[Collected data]
━━━━━━━━━━━━━━━━

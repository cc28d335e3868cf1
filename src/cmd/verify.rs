//! Review commands - `mergegate run`, `mergegate mr`, `mergegate require`.

use super::report::{print_info, print_result, review_mode};
use super::{
    CliOverrides, EXIT_BLOCKED, EXIT_PROCEED, exit_for_info, exit_for_verdict,
    interruptible_context, load_settings,
};
use anyhow::{Context, Result};
use mergegate::auditor::Auditor;
use mergegate::config::GateToml;
use mergegate::context::ExecContext;
use mergegate::gate::{MergeRequest, VerificationGate, VerificationStatus};
use mergegate::runtime::RuntimeRegistry;
use mergegate::tracker::{BeadsTracker, Tracker};
use std::path::Path;
use std::sync::Arc;
use tracing::debug;

fn build_auditor(settings: &GateToml, project_dir: &Path) -> Result<Auditor> {
    let registry = RuntimeRegistry::discover_with(&settings.runtimes);
    Auditor::new(&registry, Arc::new(BeadsTracker::new(project_dir))).context(
        "creating auditor\n\nNo verification runtime is available.\nInstall one of: codex, opencode, or claude",
    )
}

fn review_context(settings: &GateToml) -> ExecContext {
    let root = interruptible_context();
    match settings.verification.timeout() {
        Some(timeout) => root.child_with_timeout(timeout),
        None => root,
    }
}

/// The bead carries a verified label. Lookup failures count as unverified.
async fn already_verified(tracker: &dyn Tracker, ctx: &ExecContext, bead_id: &str) -> bool {
    match tracker.show(ctx, bead_id).await {
        Ok(issue) => issue.is_verified(),
        Err(err) => {
            debug!(bead = bead_id, error = %err, "verified-label lookup failed");
            false
        }
    }
}

/// Review a bead and print the raw verdict. Exit code follows the verdict.
pub async fn cmd_run(
    project_dir: &Path,
    bead_id: &str,
    timeout_seconds: Option<u64>,
) -> Result<u8> {
    let settings = load_settings(
        project_dir,
        CliOverrides {
            timeout_seconds,
            ..Default::default()
        },
    )?;
    let auditor = build_auditor(&settings, project_dir)?;

    println!("Verifying bead {}...", bead_id);
    println!("Using runtime: {}", auditor.runtime_name());
    println!();

    let ctx = review_context(&settings);
    let result = auditor
        .verify(&ctx, bead_id, project_dir)
        .await
        .context("verification failed")?;

    print_result(&result);
    Ok(exit_for_verdict(result.verdict))
}

/// Review a merge request through the gate.
pub async fn cmd_mr(
    project_dir: &Path,
    mr: &MergeRequest,
    workdir: &Path,
    timeout_seconds: Option<u64>,
    strict: bool,
) -> Result<u8> {
    let settings = load_settings(project_dir, CliOverrides { timeout_seconds, strict })?;
    let registry = RuntimeRegistry::discover_with(&settings.runtimes);
    let gate = VerificationGate::new(
        &registry,
        Arc::new(BeadsTracker::new(workdir)),
        settings.verification.clone(),
    )
    .context("creating verification gate\n\nNo verification runtime is available")?;

    println!("Verifying MR {} ({} -> {})...", mr.id, mr.branch, mr.target_branch);
    println!("Using runtime: {}", gate.runtime_name());
    println!();

    let info = match gate.verify_mr(&interruptible_context(), mr, workdir).await {
        Ok(info) => info,
        Err(err) => {
            eprintln!("Warning: {}", err);
            *err.info
        }
    };

    print_info(&info);
    Ok(exit_for_info(Some(&info)))
}

/// Block until a bead has passed verification.
///
/// Beads already labelled as verified pass immediately unless `force`.
pub async fn cmd_require(
    project_dir: &Path,
    bead_id: &str,
    force: bool,
    timeout_seconds: Option<u64>,
) -> Result<u8> {
    let settings = load_settings(
        project_dir,
        CliOverrides {
            timeout_seconds,
            ..Default::default()
        },
    )?;
    let registry = RuntimeRegistry::discover_with(&settings.runtimes);
    let tracker = Arc::new(BeadsTracker::new(project_dir));

    let gate = match VerificationGate::new(
        &registry,
        tracker.clone(),
        settings.verification.clone(),
    ) {
        Ok(gate) => gate,
        Err(err) => {
            eprintln!("VERIFICATION REQUIRED BUT UNAVAILABLE");
            eprintln!("=====================================");
            eprintln!("Error: {}", err);
            eprintln!();
            eprintln!("Cannot merge without verification.");
            eprintln!("Install codex, opencode, or claude to proceed.");
            return Ok(EXIT_BLOCKED);
        }
    };

    let ctx = interruptible_context();

    if !force && already_verified(tracker.as_ref(), &review_context(&settings), bead_id).await {
        println!("{} is already verified.", bead_id);
        return Ok(EXIT_PROCEED);
    }

    println!("Running mandatory verification for {}...", bead_id);
    println!("Using runtime: {}", gate.runtime_name());
    println!(
        "Mode: {}",
        review_mode(mergegate::runtime::is_independent(gate.runtime_name()))
    );
    println!();

    let info = match gate.verify_bead(&ctx, bead_id, project_dir).await {
        Ok(info) => info,
        Err(err) => {
            eprintln!("Verification failed: {}", err.source);
            return Ok(EXIT_BLOCKED);
        }
    };

    print_info(&info);

    match info.status {
        VerificationStatus::Verified | VerificationStatus::Skipped => {
            println!("Verification PASSED - merge may proceed");
        }
        VerificationStatus::Rejected => {
            eprintln!();
            eprintln!("Verification FAILED - merge is BLOCKED");
            eprintln!("Address the issues above and re-run verification.");
        }
        VerificationStatus::NeedsReview | VerificationStatus::Pending => {
            eprintln!();
            eprintln!("Verification requires HUMAN REVIEW - merge is BLOCKED");
            eprintln!("A human must review and approve before merge can proceed.");
        }
    }

    Ok(exit_for_info(Some(&info)))
}
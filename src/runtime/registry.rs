//! Name-keyed registry of available runtimes with role-based selection.

use super::{CliRuntime, PRIMARY_RUNTIME, Runtime, RuntimeKind};
use crate::config::{GateToml, RuntimesSection};
use std::collections::HashMap;
use std::fmt;
use std::sync::{Arc, PoisonError, RwLock};
use tracing::debug;

/// Role name for independent verification.
pub const AUDITOR_ROLE: &str = "auditor";

/// Selection order for [`AUDITOR_ROLE`]: independent runtimes first, the
/// primary runtime last.
pub const AUDITOR_FALLBACK: [&str; 3] = ["codex", "opencode", "claude"];

/// Available runtimes keyed by name.
///
/// Lookups take a shared read lock and `register` takes the write lock.
/// The lock is never held across an `.await`.
#[derive(Default)]
pub struct RuntimeRegistry {
    runtimes: RwLock<HashMap<String, Arc<dyn Runtime>>>,
}

impl fmt::Debug for RuntimeRegistry {
    fn fmt(&self, f: &mut fmt::Formatter<'_>) -> fmt::Result {
        f.debug_struct("RuntimeRegistry")
            .field("runtimes", &self.list())
            .finish()
    }
}

impl RuntimeRegistry {
    /// A registry with nothing registered.
    pub fn empty() -> Self {
        Self::default()
    }

    /// Probe the built-in runtimes using default command names and any
    /// `*_CMD` environment overrides.
    pub fn discover() -> Self {
        let mut config = GateToml::default();
        config.apply_env();
        Self::discover_with(&config.runtimes)
    }

    /// Probe the built-in runtimes using the given commands, registering
    /// each one found on this system.
    pub fn discover_with(commands: &RuntimesSection) -> Self {
        let registry = Self::empty();
        for &kind in RuntimeKind::all() {
            let runtime = CliRuntime::with_command(kind, commands.command_for(kind));
            if runtime.available() {
                registry.register(Arc::new(runtime));
            } else {
                debug!(runtime = kind.name(), command = runtime.command(), "runtime not found");
            }
        }
        registry
    }

    /// A registry holding exactly `runtimes`, without probing.
    pub fn with_runtimes<I>(runtimes: I) -> Self
    where
        I: IntoIterator<Item = Arc<dyn Runtime>>,
    {
        let registry = Self::empty();
        for runtime in runtimes {
            registry.register(runtime);
        }
        registry
    }

    /// Add or replace a runtime under its own name.
    pub fn register(&self, runtime: Arc<dyn Runtime>) {
        let name = runtime.name().to_string();
        debug!(runtime = %name, "registering runtime");
        self.runtimes
            .write()
            .unwrap_or_else(PoisonError::into_inner)
            .insert(name, runtime);
    }

    pub fn get(&self, name: &str) -> Option<Arc<dyn Runtime>> {
        self.runtimes
            .read()
            .unwrap_or_else(PoisonError::into_inner)
            .get(name)
            .cloned()
    }

    /// Registered names, sorted.
    pub fn list(&self) -> Vec<String> {
        let mut names: Vec<String> = self
            .runtimes
            .read()
            .unwrap_or_else(PoisonError::into_inner)
            .keys()
            .cloned()
            .collect();
        names.sort();
        names
    }

    pub fn has_runtime(&self, name: &str) -> bool {
        self.runtimes
            .read()
            .unwrap_or_else(PoisonError::into_inner)
            .contains_key(name)
    }

    /// At least one runtime is registered.
    pub fn any_available(&self) -> bool {
        !self
            .runtimes
            .read()
            .unwrap_or_else(PoisonError::into_inner)
            .is_empty()
    }

    /// Pick the runtime for `role`.
    ///
    /// The auditor role takes the first present of [`AUDITOR_FALLBACK`];
    /// every other role gets the primary runtime. `None` when nothing
    /// suitable is registered.
    pub fn get_for_role(&self, role: &str) -> Option<Arc<dyn Runtime>> {
        let runtimes = self.runtimes.read().unwrap_or_else(PoisonError::into_inner);
        if role == AUDITOR_ROLE {
            AUDITOR_FALLBACK
                .iter()
                .find_map(|name| runtimes.get(*name).cloned())
        } else {
            runtimes.get(PRIMARY_RUNTIME).cloned()
        }
    }

    /// The auditor role resolves to a runtime other than the primary one.
    pub fn is_independent_verification(&self) -> bool {
        self.get_for_role(AUDITOR_ROLE)
            .is_some_and(|rt| super::is_independent(rt.name()))
    }
}
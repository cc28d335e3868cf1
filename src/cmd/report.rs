//! Human-readable rendering of results and decisions.

use console::style;
use mergegate::auditor::{Verdict, VerificationResult};
use mergegate::gate::{VerificationInfo, VerificationStatus};

fn styled_verdict(verdict: Verdict) -> String {
    match verdict {
        Verdict::Pass => style(verdict).green().bold().to_string(),
        Verdict::Fail => style(verdict).red().bold().to_string(),
        Verdict::NeedsHuman => style(verdict).yellow().bold().to_string(),
    }
}

fn styled_status(status: VerificationStatus) -> String {
    match status {
        VerificationStatus::Verified | VerificationStatus::Skipped => {
            style(status).green().bold().to_string()
        }
        VerificationStatus::Rejected => style(status).red().bold().to_string(),
        VerificationStatus::NeedsReview | VerificationStatus::Pending => {
            style(status).yellow().bold().to_string()
        }
    }
}

pub fn review_mode(independent: bool) -> &'static str {
    if independent {
        "Independent (different model)"
    } else {
        "Same-model review"
    }
}

fn print_list(heading: &str, items: &[String]) {
    if items.is_empty() {
        return;
    }
    println!("{}:", heading);
    for item in items {
        println!("  - {}", item);
    }
    println!();
}

pub fn print_result(result: &VerificationResult) {
    println!("Verdict: {}", styled_verdict(result.verdict));
    println!("Confidence: {:.0}%", result.confidence * 100.0);
    println!("Reviewed by: {}", result.reviewed_by);
    println!("Verification type: {}", review_mode(result.is_independent));
    println!("Duration: {}ms", result.duration.as_millis());
    println!();

    print_list("Issues", &result.issues);
    print_list("Suggestions", &result.suggestions);
}

pub fn print_info(info: &VerificationInfo) {
    println!("Status: {}", styled_status(info.status));

    if !info.reviewed_by.is_empty() {
        println!("Reviewed by: {}", info.reviewed_by);
        println!("Verification type: {}", review_mode(info.is_independent));
    }
    if info.confidence > 0.0 {
        println!("Confidence: {:.0}%", info.confidence * 100.0);
    }
    if let Some(at) = info.verified_at {
        println!("Verified at: {}", at.to_rfc3339());
    }
    println!();

    print_list("Issues", &info.issues);
    print_list("Suggestions", &info.suggestions);
}

pub fn availability_mark(available: bool) -> String {
    if available {
        style("[x]").green().to_string()
    } else {
        style("[ ]").dim().to_string()
    }
}

#[cfg(test)]
mod tests {
    use super::*;

    #[test]
    fn test_review_mode() {
        assert!(review_mode(true).starts_with("Independent"));
        assert_eq!(review_mode(false), "Same-model review");
    }

    #[test]
    fn test_availability_mark_contains_box() {
        assert!(availability_mark(true).contains("[x]"));
        assert!(availability_mark(false).contains("[ ]"));
    }
}
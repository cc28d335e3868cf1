//! Configuration view - `mergegate config`.

use super::report::availability_mark;
use super::{CliOverrides, EXIT_PROCEED, load_settings};
use anyhow::Result;
use mergegate::config::config_path;
use mergegate::runtime::{
    AUDITOR_FALLBACK, AUDITOR_ROLE, CliRuntime, Runtime, RuntimeKind, RuntimeRegistry,
};
use std::path::Path;

pub fn cmd_config(project_dir: &Path) -> Result<u8> {
    let path = config_path(project_dir);
    let settings = load_settings(project_dir, CliOverrides::default())?;
    let registry = RuntimeRegistry::discover_with(&settings.runtimes);

    println!();
    println!("Verification Configuration");
    println!("==========================");
    println!();

    if path.exists() {
        println!("Config file: {}", path.display());
    } else {
        println!("No mergegate.toml found at {}", path.display());
        println!("Using default configuration.");
    }
    println!();

    match registry.get_for_role(AUDITOR_ROLE) {
        Some(rt) => println!("Auditor runtime: {}", rt.name()),
        None => println!("Auditor runtime: none (no runtimes available)"),
    }
    println!();

    println!("Runtimes:");
    for &kind in RuntimeKind::all() {
        let runtime = CliRuntime::with_command(kind, settings.runtimes.command_for(kind));
        println!(
            "  {} {:<10} {:<20} {}",
            availability_mark(runtime.available()),
            kind.name(),
            runtime.command(),
            kind.description()
        );
    }
    println!();

    println!("Fallback order for the auditor role:");
    for (i, name) in AUDITOR_FALLBACK.iter().enumerate() {
        println!("  {}. {}", i + 1, name);
    }
    println!();

    println!("Effective settings (file, then environment):");
    println!();
    println!("{}", settings.to_toml_string()?.trim_end());
    println!();

    let warnings = settings.validate();
    if warnings.is_empty() {
        println!("Configuration is valid.");
    } else {
        println!("Warnings:");
        for warning in &warnings {
            println!("  - {}", warning);
        }
    }

    Ok(EXIT_PROCEED)
}
//! CLI command implementations.
//!
//! | Module    | Commands handled           |
//! |-----------|----------------------------|
//! | `status`  | `Status`                   |
//! | `config`  | `Config`                   |
//! | `check`   | `Check`, `Gate`            |
//! | `verify`  | `Run`, `Mr`, `Require`     |
//!
//! Every command returns the process exit code. 0 means the merge may
//! proceed, 1 means it is blocked (rejected, or no reviewer), 2 means a
//! human has to look.

pub mod check;
pub mod config;
pub mod report;
pub mod status;
pub mod verify;

pub use check::{cmd_check, cmd_gate};
pub use config::cmd_config;
pub use status::cmd_status;
pub use verify::{cmd_mr, cmd_require, cmd_run};

use anyhow::Result;
use mergegate::auditor::Verdict;
use mergegate::config::GateToml;
use mergegate::context::ExecContext;
use mergegate::gate::{VerificationInfo, should_escalate, should_sling_back};
use std::path::Path;
use tracing::{debug, warn};

pub const EXIT_PROCEED: u8 = 0;
pub const EXIT_BLOCKED: u8 = 1;
pub const EXIT_NEEDS_HUMAN: u8 = 2;

/// Exit code for a gate decision.
pub fn exit_for_info(info: Option<&VerificationInfo>) -> u8 {
    if should_sling_back(info) {
        EXIT_BLOCKED
    } else if should_escalate(info) {
        EXIT_NEEDS_HUMAN
    } else {
        EXIT_PROCEED
    }
}

/// Exit code for a raw verdict.
pub fn exit_for_verdict(verdict: Verdict) -> u8 {
    match verdict {
        Verdict::Pass => EXIT_PROCEED,
        Verdict::Fail => EXIT_BLOCKED,
        Verdict::NeedsHuman => EXIT_NEEDS_HUMAN,
    }
}

/// Overrides passed on the command line.
#[derive(Debug, Clone, Copy, Default)]
pub struct CliOverrides {
    pub timeout_seconds: Option<u64>,
    pub strict: bool,
}

/// Load the project config, layer env then CLI overrides, and log any
/// validation warnings.
pub fn load_settings(project_dir: &Path, overrides: CliOverrides) -> Result<GateToml> {
    let mut settings = GateToml::resolve(project_dir)?;

    if let Some(secs) = overrides.timeout_seconds {
        settings.verification.timeout_seconds = secs;
    }
    if overrides.strict {
        settings.verification.require_independent = true;
    }

    for warning in settings.validate() {
        warn!("{}", warning);
    }
    debug!(?settings, "effective settings");

    Ok(settings)
}

/// Root context cancelled on Ctrl-C.
pub fn interruptible_context() -> ExecContext {
    let ctx = ExecContext::new();
    let on_signal = ctx.clone();
    tokio::spawn(async move {
        if tokio::signal::ctrl_c().await.is_ok() {
            warn!("interrupted, cancelling review");
            on_signal.cancel();
        }
    });
    ctx
}

#[cfg(test)]
mod tests {
    use super::*;
    use mergegate::gate::VerificationStatus;
    use tempfile::TempDir;

    fn info(status: VerificationStatus) -> VerificationInfo {
        VerificationInfo {
            status,
            ..Default::default()
        }
    }

    #[test]
    fn test_exit_for_info() {
        assert_eq!(exit_for_info(Some(&info(VerificationStatus::Verified))), 0);
        assert_eq!(exit_for_info(Some(&info(VerificationStatus::Skipped))), 0);
        assert_eq!(exit_for_info(Some(&info(VerificationStatus::Rejected))), 1);
        assert_eq!(exit_for_info(Some(&info(VerificationStatus::NeedsReview))), 2);
        assert_eq!(exit_for_info(Some(&info(VerificationStatus::Pending))), 2);
        assert_eq!(exit_for_info(None), 2);
    }

    #[test]
    fn test_exit_for_verdict() {
        assert_eq!(exit_for_verdict(Verdict::Pass), EXIT_PROCEED);
        assert_eq!(exit_for_verdict(Verdict::Fail), EXIT_BLOCKED);
        assert_eq!(exit_for_verdict(Verdict::NeedsHuman), EXIT_NEEDS_HUMAN);
    }

    #[test]
    fn test_load_settings_applies_cli_overrides() {
        let dir = TempDir::new().unwrap();
        let settings = load_settings(
            dir.path(),
            CliOverrides {
                timeout_seconds: Some(12),
                strict: true,
            },
        )
        .unwrap();
        assert_eq!(settings.verification.timeout_seconds, 12);
        assert!(settings.verification.require_independent);
    }
}
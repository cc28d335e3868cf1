//! Narrow read-only view of the external issue tracker.
//!
//! The gate only needs to look a work item up by id. [`BeadsTracker`] reads
//! from the `bd` CLI; [`InMemoryTracker`] serves embedding callers and tests.

pub mod beads;

pub use beads::BeadsTracker;

use crate::context::ExecContext;
use crate::errors::TrackerError;
use async_trait::async_trait;
use serde::{Deserialize, Serialize};
use std::collections::BTreeMap;
use std::sync::{PoisonError, RwLock};

/// A tracked unit of work.
#[derive(Debug, Clone, Default, PartialEq, Eq, Serialize, Deserialize)]
pub struct Issue {
    pub id: String,
    #[serde(default)]
    pub title: String,
    #[serde(default, deserialize_with = "null_as_default")]
    pub description: String,
    #[serde(default)]
    pub status: String,
    #[serde(default, deserialize_with = "null_as_default")]
    pub labels: Vec<String>,
}

fn null_as_default<'de, D, T>(deserializer: D) -> Result<T, D::Error>
where
    D: serde::Deserializer<'de>,
    T: Default + Deserialize<'de>,
{
    Ok(Option::<T>::deserialize(deserializer)?.unwrap_or_default())
}

impl Issue {
    pub fn new(id: impl Into<String>, title: impl Into<String>) -> Self {
        Self {
            id: id.into(),
            title: title.into(),
            status: "open".to_string(),
            ..Default::default()
        }
    }

    pub fn with_description(mut self, description: impl Into<String>) -> Self {
        self.description = description.into();
        self
    }

    pub fn with_labels<I, S>(mut self, labels: I) -> Self
    where
        I: IntoIterator<Item = S>,
        S: Into<String>,
    {
        self.labels = labels.into_iter().map(Into::into).collect();
        self
    }

    fn has_any_label(&self, wanted: &[&str]) -> bool {
        self.labels.iter().any(|l| wanted.contains(&l.as_str()))
    }

    /// Carries a label recording a passed verification.
    pub fn is_verified(&self) -> bool {
        self.has_any_label(VERIFIED_LABELS)
    }

    /// Carries a label asking for verification and has not passed yet.
    pub fn awaits_verification(&self) -> bool {
        self.has_any_label(AWAITING_LABELS) && !self.is_verified()
    }
}

/// Labels marking an issue whose work already passed verification.
pub const VERIFIED_LABELS: &[&str] = &["verified", "verification-passed"];

/// Labels marking an issue queued for verification.
pub const AWAITING_LABELS: &[&str] = &["needs-verification", "pending-verification"];

/// Lookup of work items by id.
#[async_trait]
pub trait Tracker: Send + Sync {
    /// Fetch one issue. A missing id must yield [`TrackerError::NotFound`].
    async fn show(&self, ctx: &ExecContext, id: &str) -> Result<Issue, TrackerError>;

    /// All issues currently open.
    async fn list_open(&self, ctx: &ExecContext) -> Result<Vec<Issue>, TrackerError>;
}

/// Tracker backed by a map.
#[derive(Debug, Default)]
pub struct InMemoryTracker {
    issues: RwLock<BTreeMap<String, Issue>>,
}

impl InMemoryTracker {
    pub fn new() -> Self {
        Self::default()
    }

    pub fn with_issues<I>(issues: I) -> Self
    where
        I: IntoIterator<Item = Issue>,
    {
        let tracker = Self::new();
        for issue in issues {
            tracker.insert(issue);
        }
        tracker
    }

    /// Add or replace an issue.
    pub fn insert(&self, issue: Issue) {
        self.issues
            .write()
            .unwrap_or_else(PoisonError::into_inner)
            .insert(issue.id.clone(), issue);
    }
}

#[async_trait]
impl Tracker for InMemoryTracker {
    async fn show(&self, _ctx: &ExecContext, id: &str) -> Result<Issue, TrackerError> {
        self.issues
            .read()
            .unwrap_or_else(PoisonError::into_inner)
            .get(id)
            .cloned()
            .ok_or_else(|| TrackerError::NotFound(id.to_string()))
    }

    async fn list_open(&self, _ctx: &ExecContext) -> Result<Vec<Issue>, TrackerError> {
        Ok(self
            .issues
            .read()
            .unwrap_or_else(PoisonError::into_inner)
            .values()
            .filter(|issue| issue.status == "open")
            .cloned()
            .collect())
    }
}
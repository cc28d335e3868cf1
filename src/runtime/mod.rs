//! Reviewer runtimes and their discovery registry.
//!
//! A runtime is an external CLI able to answer a review prompt. Three variants
//! ship with mergegate, differing only in binary name and prompt flag:
//!
//! | Kind       | Binary     | Invocation               | Role                         |
//! |------------|------------|--------------------------|------------------------------|
//! | `Claude`   | `claude`   | `claude -p <prompt>`     | primary (same-model) runtime |
//! | `Codex`    | `codex`    | `codex -q <prompt>`      | preferred independent auditor |
//! | `OpenCode` | `opencode` | `opencode -p <prompt>`   | open-source fallback auditor  |
//!
//! ## Example
//!
//! ```
//! use mergegate::runtime::{RuntimeKind, RuntimeRegistry, AUDITOR_ROLE};
//!
//! let registry = RuntimeRegistry::empty();
//! assert!(registry.get_for_role(AUDITOR_ROLE).is_none());
//! assert_eq!(RuntimeKind::Codex.prompt_flag(), "-q");
//! ```

pub mod cli;
pub mod registry;
pub mod scripted;

pub use cli::CliRuntime;
pub use registry::{AUDITOR_FALLBACK, AUDITOR_ROLE, RuntimeRegistry};
pub use scripted::ScriptedRuntime;

use crate::context::ExecContext;
use crate::errors::RuntimeError;
use async_trait::async_trait;
use serde::{Deserialize, Serialize};
use std::fmt;
use std::path::Path;
use std::str::FromStr;

/// Name of the primary runtime. Reviews by any other runtime count as
/// independent.
pub const PRIMARY_RUNTIME: &str = "claude";

/// A review-capable execution environment.
#[async_trait]
pub trait Runtime: Send + Sync {
    /// Stable identifier, unique within a registry.
    fn name(&self) -> &str;

    /// Whether the runtime can be invoked on this system. Must be cheap and
    /// free of side effects.
    fn available(&self) -> bool;

    /// Run `prompt` with `workdir` as the working directory and return the
    /// runtime's standard output.
    ///
    /// Implementations must stop promptly when `ctx` is cancelled or its
    /// deadline passes, and must not leave a child process running.
    async fn execute(
        &self,
        ctx: &ExecContext,
        prompt: &str,
        workdir: &Path,
    ) -> Result<String, RuntimeError>;
}

/// True when a review by `runtime_name` is not a same-model review.
pub fn is_independent(runtime_name: &str) -> bool {
    !runtime_name.is_empty() && runtime_name != PRIMARY_RUNTIME
}

/// The closed set of built-in runtimes.
#[derive(Debug, Clone, Copy, PartialEq, Eq, Hash, Serialize, Deserialize)]
#[serde(rename_all = "lowercase")]
pub enum RuntimeKind {
    Claude,
    Codex,
    OpenCode,
}

impl RuntimeKind {
    /// All built-in kinds in discovery order.
    pub fn all() -> &'static [RuntimeKind] {
        &[RuntimeKind::Claude, RuntimeKind::Codex, RuntimeKind::OpenCode]
    }

    pub fn name(&self) -> &'static str {
        match self {
            RuntimeKind::Claude => "claude",
            RuntimeKind::Codex => "codex",
            RuntimeKind::OpenCode => "opencode",
        }
    }

    /// Default executable looked up on `PATH`.
    pub fn default_command(&self) -> &'static str {
        self.name()
    }

    /// Flag that precedes the prompt argument.
    pub fn prompt_flag(&self) -> &'static str {
        match self {
            RuntimeKind::Claude => "-p",
            RuntimeKind::Codex => "-q",
            RuntimeKind::OpenCode => "-p",
        }
    }

    /// Environment variable that overrides the executable.
    pub fn command_env_var(&self) -> &'static str {
        match self {
            RuntimeKind::Claude => "CLAUDE_CMD",
            RuntimeKind::Codex => "CODEX_CMD",
            RuntimeKind::OpenCode => "OPENCODE_CMD",
        }
    }

    pub fn is_primary(&self) -> bool {
        self.name() == PRIMARY_RUNTIME
    }

    /// One-line description used by status output.
    pub fn description(&self) -> &'static str {
        match self {
            RuntimeKind::Claude => "Anthropic Claude CLI (same-model fallback)",
            RuntimeKind::Codex => "OpenAI Codex CLI (preferred for independent verification)",
            RuntimeKind::OpenCode => "OpenCode CLI (open-source alternative)",
        }
    }
}

impl fmt::Display for RuntimeKind {
    fn fmt(&self, f: &mut fmt::Formatter<'_>) -> fmt::Result {
        write!(f, "{}", self.name())
    }
}

impl FromStr for RuntimeKind {
    type Err = anyhow::Error;

    fn from_str(s: &str) -> Result<Self, Self::Err> {
        match s.to_lowercase().as_str() {
            "claude" => Ok(RuntimeKind::Claude),
            "codex" => Ok(RuntimeKind::Codex),
            "opencode" => Ok(RuntimeKind::OpenCode),
            _ => anyhow::bail!(
                "Unknown runtime '{}'. Valid values: claude, codex, opencode",
                s
            ),
        }
    }
}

━━━━━━━━━━━━━━━━

**Exercise objective:** Please tally the lines of the entries that contain the string "HashMap" and reply with the count alone.

**Answer below:** 2